Verse-by-verse commentary and theological analysis
Genesis 1:26 Commentary
The LORD God declares that it is "not good" for the man to be alone, the first time in Genesis that something is declared not good. The single not-good in the midst of the creation's pervasive goodness signals that the man's situation is incomplete. He has work, provision, environment, and relationship with God; what he lacks is a corresponding partner, one who meets him at the level of his own kind.
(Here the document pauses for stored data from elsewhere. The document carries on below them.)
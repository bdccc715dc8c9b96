use chrono::{NaiveDate, NaiveDateTime, TimeDelta, Utc};

use crate::cell::CellValue;

/// Day zero of the 1900 spreadsheet serial-date era. Serial `n` maps to
/// `1899-12-30 + n days`, which reproduces Excel's (leap-bug-compatible)
/// convention for dates after February 1900.
fn serial_epoch() -> NaiveDate {
    NaiveDate::from_ymd_opt(1899, 12, 30).unwrap()
}

const TEXT_FORMATS: &[&str] = &[
    "%Y-%m-%d %H:%M:%S",
    "%Y-%m-%dT%H:%M:%S",
    "%d.%m.%Y %H:%M",
    "%Y-%m-%d %H:%M",
];

const DATE_ONLY_FORMATS: &[&str] = &[
    "%Y-%m-%d", "%d.%m.%Y", "%d/%m/%Y", "%m/%d/%Y", "%d-%m-%Y", "%Y/%m/%d",
];

/// Coerces a cell into a date-time. Date cells pass through, numeric cells
/// are treated as spreadsheet serial dates, text goes through a format
/// fallback chain. Anything unparseable becomes "now" — a bad date must not
/// cost the row.
pub fn coerce(cell: &CellValue) -> NaiveDateTime {
    match cell {
        CellValue::DateTime(dt) => *dt,
        CellValue::Number(n) => from_serial(*n),
        CellValue::Text(s) => parse_text(s).unwrap_or_else(now),
        CellValue::Empty => now(),
    }
}

/// Serial date -> date-time; the fractional part is the time of day.
/// A serial outside the representable calendar range (a NIP or phone number
/// that strayed into a date column) falls back to "now" like any other
/// unparseable date.
pub fn from_serial(serial: f64) -> NaiveDateTime {
    checked_from_serial(serial).unwrap_or_else(now)
}

fn checked_from_serial(serial: f64) -> Option<NaiveDateTime> {
    if !serial.is_finite() {
        return None;
    }
    let days = TimeDelta::try_days(serial.trunc() as i64)?;
    let seconds = TimeDelta::try_seconds((serial.fract() * 86_400.0).round() as i64)?;
    serial_epoch()
        .and_hms_opt(0, 0, 0)?
        .checked_add_signed(days)?
        .checked_add_signed(seconds)
}

fn parse_text(s: &str) -> Option<NaiveDateTime> {
    let s = s.trim();
    if s.is_empty() {
        return None;
    }

    // A textual cell holding digits only is still a serial date.
    if let Ok(serial) = s.parse::<f64>() {
        return Some(from_serial(serial));
    }

    for fmt in TEXT_FORMATS {
        if let Ok(dt) = NaiveDateTime::parse_from_str(s, fmt) {
            return Some(dt);
        }
    }
    for fmt in DATE_ONLY_FORMATS {
        if let Ok(d) = NaiveDate::parse_from_str(s, fmt) {
            return d.and_hms_opt(0, 0, 0);
        }
    }

    None
}

fn now() -> NaiveDateTime {
    Utc::now().naive_utc()
}

#[cfg(test)]
mod tests {
    use super::*;

    #[test]
    fn serial_45000_is_2023_03_15() {
        let dt = from_serial(45000.0);
        assert_eq!(dt.date(), NaiveDate::from_ymd_opt(2023, 3, 15).unwrap());
        assert_eq!(dt.time(), chrono::NaiveTime::from_hms_opt(0, 0, 0).unwrap());
    }

    #[test]
    fn serial_fraction_becomes_time_of_day() {
        let dt = from_serial(45000.5);
        assert_eq!(dt.time(), chrono::NaiveTime::from_hms_opt(12, 0, 0).unwrap());
    }

    #[test]
    fn datetime_cell_passes_through() {
        let dt = NaiveDate::from_ymd_opt(2024, 6, 1)
            .unwrap()
            .and_hms_opt(9, 30, 0)
            .unwrap();
        assert_eq!(coerce(&CellValue::DateTime(dt)), dt);
    }

    #[test]
    fn numeric_cell_is_a_serial_date() {
        let dt = coerce(&CellValue::Number(45000.0));
        assert_eq!(dt.date(), NaiveDate::from_ymd_opt(2023, 3, 15).unwrap());
    }

    #[test]
    fn iso_and_polish_text_dates_parse() {
        let iso = coerce(&CellValue::Text("2024-01-15".into()));
        assert_eq!(iso.date(), NaiveDate::from_ymd_opt(2024, 1, 15).unwrap());

        let pl = coerce(&CellValue::Text("15.01.2024".into()));
        assert_eq!(pl.date(), NaiveDate::from_ymd_opt(2024, 1, 15).unwrap());

        let with_time = coerce(&CellValue::Text("2024-01-15 14:30:00".into()));
        assert_eq!(
            with_time.time(),
            chrono::NaiveTime::from_hms_opt(14, 30, 0).unwrap()
        );
    }

    #[test]
    fn digits_in_a_text_cell_are_a_serial() {
        let dt = coerce(&CellValue::Text("45000".into()));
        assert_eq!(dt.date(), NaiveDate::from_ymd_opt(2023, 3, 15).unwrap());
    }

    #[test]
    fn nip_sized_serial_defaults_to_now() {
        // A tax id in a date column is ~14 million years of days; it must
        // degrade to "now", not abort the row.
        let before = Utc::now().naive_utc();
        let from_text = coerce(&CellValue::Text("5213017766".into()));
        let from_number = coerce(&CellValue::Number(5213017766.0));
        let after = Utc::now().naive_utc();
        assert!(from_text >= before && from_text <= after);
        assert!(from_number >= before && from_number <= after);
    }

    #[test]
    fn out_of_range_serials_default_to_now() {
        let before = Utc::now().naive_utc();
        for serial in [-1.0e12, 1.0e18, f64::INFINITY, f64::NEG_INFINITY, f64::NAN] {
            let dt = coerce(&CellValue::Number(serial));
            assert!(dt >= before, "serial {serial} did not fall back to now");
        }
    }

    #[test]
    fn garbage_defaults_to_now_instead_of_failing() {
        let before = Utc::now().naive_utc();
        let dt = coerce(&CellValue::Text("wczoraj wieczorem".into()));
        let after = Utc::now().naive_utc();
        assert!(dt >= before && dt <= after);
    }

    #[test]
    fn empty_defaults_to_now() {
        let before = Utc::now().naive_utc();
        let dt = coerce(&CellValue::Empty);
        assert!(dt >= before);
    }
}
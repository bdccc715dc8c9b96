pub mod db;
pub mod store;

pub use db::{create_db, create_memory_db, DbPool};
pub use store::SqliteStore;
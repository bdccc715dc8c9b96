use serde::{Deserialize, Serialize};

use super::account::UserId;

/// The externally visible outcome of one import run. The calling layer
/// (an upload route, not part of this workspace) renders it as-is.
#[derive(Debug, Clone, Default, Serialize, Deserialize)]
pub struct ImportResult {
    pub success: bool,
    pub accounts_created: usize,
    pub interactions_created: usize,
    pub errors: Vec<String>,
    pub warnings: Vec<String>,
}

/// Append-only error/warning accumulator shared by the workbook parser and
/// the reconciliation engine. Entries are surfaced verbatim in the result.
#[derive(Debug, Clone, Default)]
pub struct ImportDiagnostics {
    pub errors: Vec<String>,
    pub warnings: Vec<String>,
}

impl ImportDiagnostics {
    pub fn error(&mut self, msg: impl Into<String>) {
        self.errors.push(msg.into());
    }

    pub fn warning(&mut self, msg: impl Into<String>) {
        self.warnings.push(msg.into());
    }
}

/// Run summary written through the activity-log collaborator at the end of
/// an import. The write is best-effort and must not fail the import.
#[derive(Debug, Clone, Serialize, Deserialize)]
pub struct AuditEntry {
    pub actor: UserId,
    pub accounts_created: usize,
    pub interactions_created: usize,
    pub error_count: usize,
    pub warning_count: usize,
}

#[cfg(test)]
mod tests {
    use super::*;

    #[test]
    fn result_serializes_for_the_web_layer() {
        let result = ImportResult {
            success: true,
            accounts_created: 2,
            interactions_created: 1,
            errors: vec![],
            warnings: vec!["jan@x.pl already existed, data updated".into()],
        };
        let json = serde_json::to_value(&result).unwrap();
        assert_eq!(json["accounts_created"], 2);
        assert_eq!(json["warnings"][0], "jan@x.pl already existed, data updated");
    }
}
The not-good is not a criticism of the Creator's work but an expression of the Creator's intention to complete it.
God says he will make a "helper fit for him", a partner who corresponds to the man, who faces him as an equal in kind though different in form. The word "helper" (Hebrew: ezer) is used in the Old evidence of describe God himself as Israel's help (Psalm 121:2; 124:8). It is not a subordinating term but a relational one: the helper is the one without whom the task cannot be done, the presence without which something essential is missing. The woman is the man's complement, the answer to his not-good aloneness.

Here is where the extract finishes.